## DIRECTIONS FOR THIS TASK
Will you return, word for word, only the lines from the top of the data below down to and including the one with "at the first."?

Segment Start: EXERCISE MATERIAL

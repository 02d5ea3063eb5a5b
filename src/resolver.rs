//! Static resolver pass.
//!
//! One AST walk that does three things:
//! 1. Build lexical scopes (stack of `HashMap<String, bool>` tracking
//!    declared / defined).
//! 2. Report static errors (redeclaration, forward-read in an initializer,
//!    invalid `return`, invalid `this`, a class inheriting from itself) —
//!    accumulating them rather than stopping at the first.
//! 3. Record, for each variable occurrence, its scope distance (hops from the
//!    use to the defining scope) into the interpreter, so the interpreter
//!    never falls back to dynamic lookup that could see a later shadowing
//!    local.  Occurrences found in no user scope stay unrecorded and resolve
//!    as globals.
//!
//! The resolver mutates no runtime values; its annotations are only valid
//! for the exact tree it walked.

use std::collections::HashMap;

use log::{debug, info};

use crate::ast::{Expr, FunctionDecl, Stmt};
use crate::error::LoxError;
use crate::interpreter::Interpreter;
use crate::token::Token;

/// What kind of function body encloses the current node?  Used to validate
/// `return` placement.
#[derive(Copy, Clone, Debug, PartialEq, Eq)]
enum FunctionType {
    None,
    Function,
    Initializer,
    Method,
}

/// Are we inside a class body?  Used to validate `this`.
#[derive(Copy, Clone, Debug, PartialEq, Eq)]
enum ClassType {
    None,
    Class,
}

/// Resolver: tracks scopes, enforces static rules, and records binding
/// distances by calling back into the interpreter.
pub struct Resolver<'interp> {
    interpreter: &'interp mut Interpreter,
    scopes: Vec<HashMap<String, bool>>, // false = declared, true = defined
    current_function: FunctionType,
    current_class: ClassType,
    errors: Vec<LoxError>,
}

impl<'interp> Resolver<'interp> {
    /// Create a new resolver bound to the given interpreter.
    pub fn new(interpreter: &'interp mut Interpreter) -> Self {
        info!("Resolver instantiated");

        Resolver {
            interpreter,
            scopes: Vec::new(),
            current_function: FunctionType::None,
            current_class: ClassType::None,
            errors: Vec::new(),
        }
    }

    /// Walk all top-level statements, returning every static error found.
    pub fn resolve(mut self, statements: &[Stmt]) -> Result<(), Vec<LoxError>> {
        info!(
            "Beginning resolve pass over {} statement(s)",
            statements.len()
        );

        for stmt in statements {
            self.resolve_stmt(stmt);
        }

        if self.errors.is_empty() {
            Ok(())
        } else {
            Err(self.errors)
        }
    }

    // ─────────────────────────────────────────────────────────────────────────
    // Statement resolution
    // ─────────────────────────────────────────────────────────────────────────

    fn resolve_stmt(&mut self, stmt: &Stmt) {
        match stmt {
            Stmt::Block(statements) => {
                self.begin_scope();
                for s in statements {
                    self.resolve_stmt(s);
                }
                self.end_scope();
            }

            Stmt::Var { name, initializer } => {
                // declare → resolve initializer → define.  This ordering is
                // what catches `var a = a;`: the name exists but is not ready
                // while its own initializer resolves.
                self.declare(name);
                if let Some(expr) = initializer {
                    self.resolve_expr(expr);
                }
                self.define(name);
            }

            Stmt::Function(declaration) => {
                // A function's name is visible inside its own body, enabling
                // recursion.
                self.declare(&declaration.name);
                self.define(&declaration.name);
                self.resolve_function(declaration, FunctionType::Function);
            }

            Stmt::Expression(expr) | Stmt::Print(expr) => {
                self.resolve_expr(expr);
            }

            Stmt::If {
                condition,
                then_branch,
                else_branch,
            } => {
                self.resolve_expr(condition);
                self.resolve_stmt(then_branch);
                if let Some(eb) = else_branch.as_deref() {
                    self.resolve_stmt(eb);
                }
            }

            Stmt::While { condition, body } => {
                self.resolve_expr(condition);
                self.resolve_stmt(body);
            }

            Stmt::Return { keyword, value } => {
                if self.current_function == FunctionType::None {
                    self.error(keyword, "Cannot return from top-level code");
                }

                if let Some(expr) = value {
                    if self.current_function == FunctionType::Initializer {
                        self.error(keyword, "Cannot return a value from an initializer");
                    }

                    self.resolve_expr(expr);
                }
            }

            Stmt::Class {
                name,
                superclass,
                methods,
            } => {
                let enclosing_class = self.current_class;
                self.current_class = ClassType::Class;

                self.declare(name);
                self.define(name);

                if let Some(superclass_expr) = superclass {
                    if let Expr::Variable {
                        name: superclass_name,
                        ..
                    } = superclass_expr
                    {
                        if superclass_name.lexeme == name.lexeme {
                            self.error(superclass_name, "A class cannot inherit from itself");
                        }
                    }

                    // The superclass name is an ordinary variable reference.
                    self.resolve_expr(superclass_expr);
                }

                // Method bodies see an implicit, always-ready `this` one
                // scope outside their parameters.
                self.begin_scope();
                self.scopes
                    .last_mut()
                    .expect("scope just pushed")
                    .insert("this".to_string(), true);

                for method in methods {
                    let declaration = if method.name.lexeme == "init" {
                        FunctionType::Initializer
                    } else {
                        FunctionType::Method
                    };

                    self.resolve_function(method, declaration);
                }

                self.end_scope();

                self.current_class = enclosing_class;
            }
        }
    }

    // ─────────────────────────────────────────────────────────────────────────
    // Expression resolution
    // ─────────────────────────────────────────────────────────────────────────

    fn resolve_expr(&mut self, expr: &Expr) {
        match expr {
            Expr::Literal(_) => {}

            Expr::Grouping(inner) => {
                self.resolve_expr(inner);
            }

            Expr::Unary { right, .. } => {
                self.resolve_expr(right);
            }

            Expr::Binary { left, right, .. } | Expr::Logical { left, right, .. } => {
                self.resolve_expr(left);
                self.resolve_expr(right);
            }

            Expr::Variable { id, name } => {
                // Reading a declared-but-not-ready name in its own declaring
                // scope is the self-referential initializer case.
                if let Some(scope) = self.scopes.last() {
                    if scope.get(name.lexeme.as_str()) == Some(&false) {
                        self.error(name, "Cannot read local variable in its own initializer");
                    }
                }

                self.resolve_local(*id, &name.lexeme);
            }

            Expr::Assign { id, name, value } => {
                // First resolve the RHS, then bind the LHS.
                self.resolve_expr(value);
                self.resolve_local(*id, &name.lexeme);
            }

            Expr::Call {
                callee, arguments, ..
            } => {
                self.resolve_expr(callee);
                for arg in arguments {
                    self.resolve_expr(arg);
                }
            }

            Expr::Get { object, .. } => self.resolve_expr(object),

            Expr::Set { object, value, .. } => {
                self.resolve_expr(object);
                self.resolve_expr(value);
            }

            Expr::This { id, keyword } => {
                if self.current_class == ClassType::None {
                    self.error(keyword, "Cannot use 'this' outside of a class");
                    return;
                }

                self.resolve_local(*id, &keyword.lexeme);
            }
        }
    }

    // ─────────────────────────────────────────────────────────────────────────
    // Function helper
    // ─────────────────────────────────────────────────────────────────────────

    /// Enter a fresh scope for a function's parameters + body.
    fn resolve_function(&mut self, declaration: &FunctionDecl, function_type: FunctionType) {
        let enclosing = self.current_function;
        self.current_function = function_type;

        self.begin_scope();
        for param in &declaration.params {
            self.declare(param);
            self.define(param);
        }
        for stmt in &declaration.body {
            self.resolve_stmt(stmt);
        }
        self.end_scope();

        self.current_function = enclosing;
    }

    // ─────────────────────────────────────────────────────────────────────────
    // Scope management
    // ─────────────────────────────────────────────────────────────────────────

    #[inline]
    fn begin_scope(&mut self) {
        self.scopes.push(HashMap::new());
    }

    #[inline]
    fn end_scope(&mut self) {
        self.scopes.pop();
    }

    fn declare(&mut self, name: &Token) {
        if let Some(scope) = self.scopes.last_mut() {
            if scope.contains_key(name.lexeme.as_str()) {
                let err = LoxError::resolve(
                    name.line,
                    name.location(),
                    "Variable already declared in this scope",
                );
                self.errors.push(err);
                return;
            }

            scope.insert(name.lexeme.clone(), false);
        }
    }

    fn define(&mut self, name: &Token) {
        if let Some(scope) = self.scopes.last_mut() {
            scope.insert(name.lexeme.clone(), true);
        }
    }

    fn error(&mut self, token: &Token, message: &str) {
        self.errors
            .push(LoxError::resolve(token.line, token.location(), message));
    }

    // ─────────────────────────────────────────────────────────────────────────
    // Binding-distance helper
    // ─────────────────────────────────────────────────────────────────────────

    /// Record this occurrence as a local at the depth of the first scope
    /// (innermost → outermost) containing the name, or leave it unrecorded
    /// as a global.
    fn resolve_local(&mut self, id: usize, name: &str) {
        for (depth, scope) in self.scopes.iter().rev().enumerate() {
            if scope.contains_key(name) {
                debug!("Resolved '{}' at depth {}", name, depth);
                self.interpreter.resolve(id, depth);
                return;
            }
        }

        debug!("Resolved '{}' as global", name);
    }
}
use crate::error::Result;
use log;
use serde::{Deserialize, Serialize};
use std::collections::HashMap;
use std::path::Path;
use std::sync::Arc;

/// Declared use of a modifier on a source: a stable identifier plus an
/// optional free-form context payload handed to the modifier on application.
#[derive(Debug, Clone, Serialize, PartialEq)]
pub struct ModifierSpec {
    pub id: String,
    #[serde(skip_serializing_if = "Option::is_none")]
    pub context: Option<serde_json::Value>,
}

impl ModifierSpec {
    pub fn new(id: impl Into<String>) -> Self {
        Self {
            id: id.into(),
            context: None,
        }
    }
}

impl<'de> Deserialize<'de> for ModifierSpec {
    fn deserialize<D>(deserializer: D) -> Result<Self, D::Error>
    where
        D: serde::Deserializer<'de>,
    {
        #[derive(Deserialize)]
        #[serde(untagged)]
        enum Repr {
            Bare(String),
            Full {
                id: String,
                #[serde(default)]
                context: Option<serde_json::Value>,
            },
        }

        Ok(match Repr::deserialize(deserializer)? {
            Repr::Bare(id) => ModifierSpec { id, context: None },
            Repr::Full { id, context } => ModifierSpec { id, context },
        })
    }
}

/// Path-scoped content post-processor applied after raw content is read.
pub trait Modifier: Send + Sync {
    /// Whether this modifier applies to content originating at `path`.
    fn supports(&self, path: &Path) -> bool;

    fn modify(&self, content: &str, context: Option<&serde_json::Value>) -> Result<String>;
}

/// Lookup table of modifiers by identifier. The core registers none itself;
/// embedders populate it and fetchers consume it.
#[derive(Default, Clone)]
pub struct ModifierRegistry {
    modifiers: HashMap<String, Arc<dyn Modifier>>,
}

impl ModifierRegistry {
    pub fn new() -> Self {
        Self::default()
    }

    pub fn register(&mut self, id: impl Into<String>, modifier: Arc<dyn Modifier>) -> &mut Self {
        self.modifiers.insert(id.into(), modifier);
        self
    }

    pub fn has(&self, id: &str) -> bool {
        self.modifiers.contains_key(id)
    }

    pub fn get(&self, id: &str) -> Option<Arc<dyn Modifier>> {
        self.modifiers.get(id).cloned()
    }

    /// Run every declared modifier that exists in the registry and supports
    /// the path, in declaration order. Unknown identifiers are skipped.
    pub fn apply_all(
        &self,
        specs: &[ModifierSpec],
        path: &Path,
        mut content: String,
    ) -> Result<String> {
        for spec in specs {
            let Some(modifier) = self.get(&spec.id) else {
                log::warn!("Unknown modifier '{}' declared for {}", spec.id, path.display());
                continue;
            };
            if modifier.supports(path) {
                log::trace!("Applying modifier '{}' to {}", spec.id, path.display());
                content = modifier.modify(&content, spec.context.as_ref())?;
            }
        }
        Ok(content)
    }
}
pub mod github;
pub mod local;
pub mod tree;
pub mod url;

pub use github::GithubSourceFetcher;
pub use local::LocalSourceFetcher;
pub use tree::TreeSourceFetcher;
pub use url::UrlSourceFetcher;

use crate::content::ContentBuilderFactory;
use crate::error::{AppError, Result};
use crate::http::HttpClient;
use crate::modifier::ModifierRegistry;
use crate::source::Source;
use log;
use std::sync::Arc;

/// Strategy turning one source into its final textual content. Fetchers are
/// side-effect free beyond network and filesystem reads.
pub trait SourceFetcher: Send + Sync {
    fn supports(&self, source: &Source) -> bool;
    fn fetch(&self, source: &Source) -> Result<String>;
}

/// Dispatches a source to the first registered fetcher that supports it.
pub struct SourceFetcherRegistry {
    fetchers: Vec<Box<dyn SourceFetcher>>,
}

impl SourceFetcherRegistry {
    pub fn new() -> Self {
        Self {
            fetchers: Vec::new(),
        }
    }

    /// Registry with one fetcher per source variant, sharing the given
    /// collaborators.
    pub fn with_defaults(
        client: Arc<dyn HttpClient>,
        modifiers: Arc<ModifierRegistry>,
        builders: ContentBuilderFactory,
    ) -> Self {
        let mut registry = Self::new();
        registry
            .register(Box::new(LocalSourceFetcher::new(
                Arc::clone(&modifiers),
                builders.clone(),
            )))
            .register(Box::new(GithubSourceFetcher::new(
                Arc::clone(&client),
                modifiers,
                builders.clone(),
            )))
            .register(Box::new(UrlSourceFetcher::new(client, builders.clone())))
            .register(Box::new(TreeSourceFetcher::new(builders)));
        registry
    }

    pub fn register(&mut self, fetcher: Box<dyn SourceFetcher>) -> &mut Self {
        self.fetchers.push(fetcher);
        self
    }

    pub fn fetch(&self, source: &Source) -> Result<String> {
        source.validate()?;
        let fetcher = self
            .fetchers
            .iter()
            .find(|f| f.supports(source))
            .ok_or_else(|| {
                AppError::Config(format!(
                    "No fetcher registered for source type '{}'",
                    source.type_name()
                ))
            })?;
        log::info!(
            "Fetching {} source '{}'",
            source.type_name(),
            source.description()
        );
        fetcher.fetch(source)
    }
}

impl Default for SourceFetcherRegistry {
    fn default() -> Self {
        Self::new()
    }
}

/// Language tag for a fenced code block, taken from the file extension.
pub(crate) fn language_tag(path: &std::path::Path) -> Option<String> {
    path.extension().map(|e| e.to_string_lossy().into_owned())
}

Segment End: EXERCISE MATERIAL

## RESPONSE AREA
repository 02d5ea3063eb5a5b
filename src/resolver.rs
//! Static resolver pass.
//!
//! One AST walk that does three things:
//! 1. Build lexical scopes (stack of `HashMap<String, bool>` tracking
//!    declared / defined).
//! 2. Report static errors (redeclaration, forward-read in an initializer,
//!    invalid `return`, invalid `this`, a class inheriting from itself) —
//!    accumulating them rather than stopping at the first.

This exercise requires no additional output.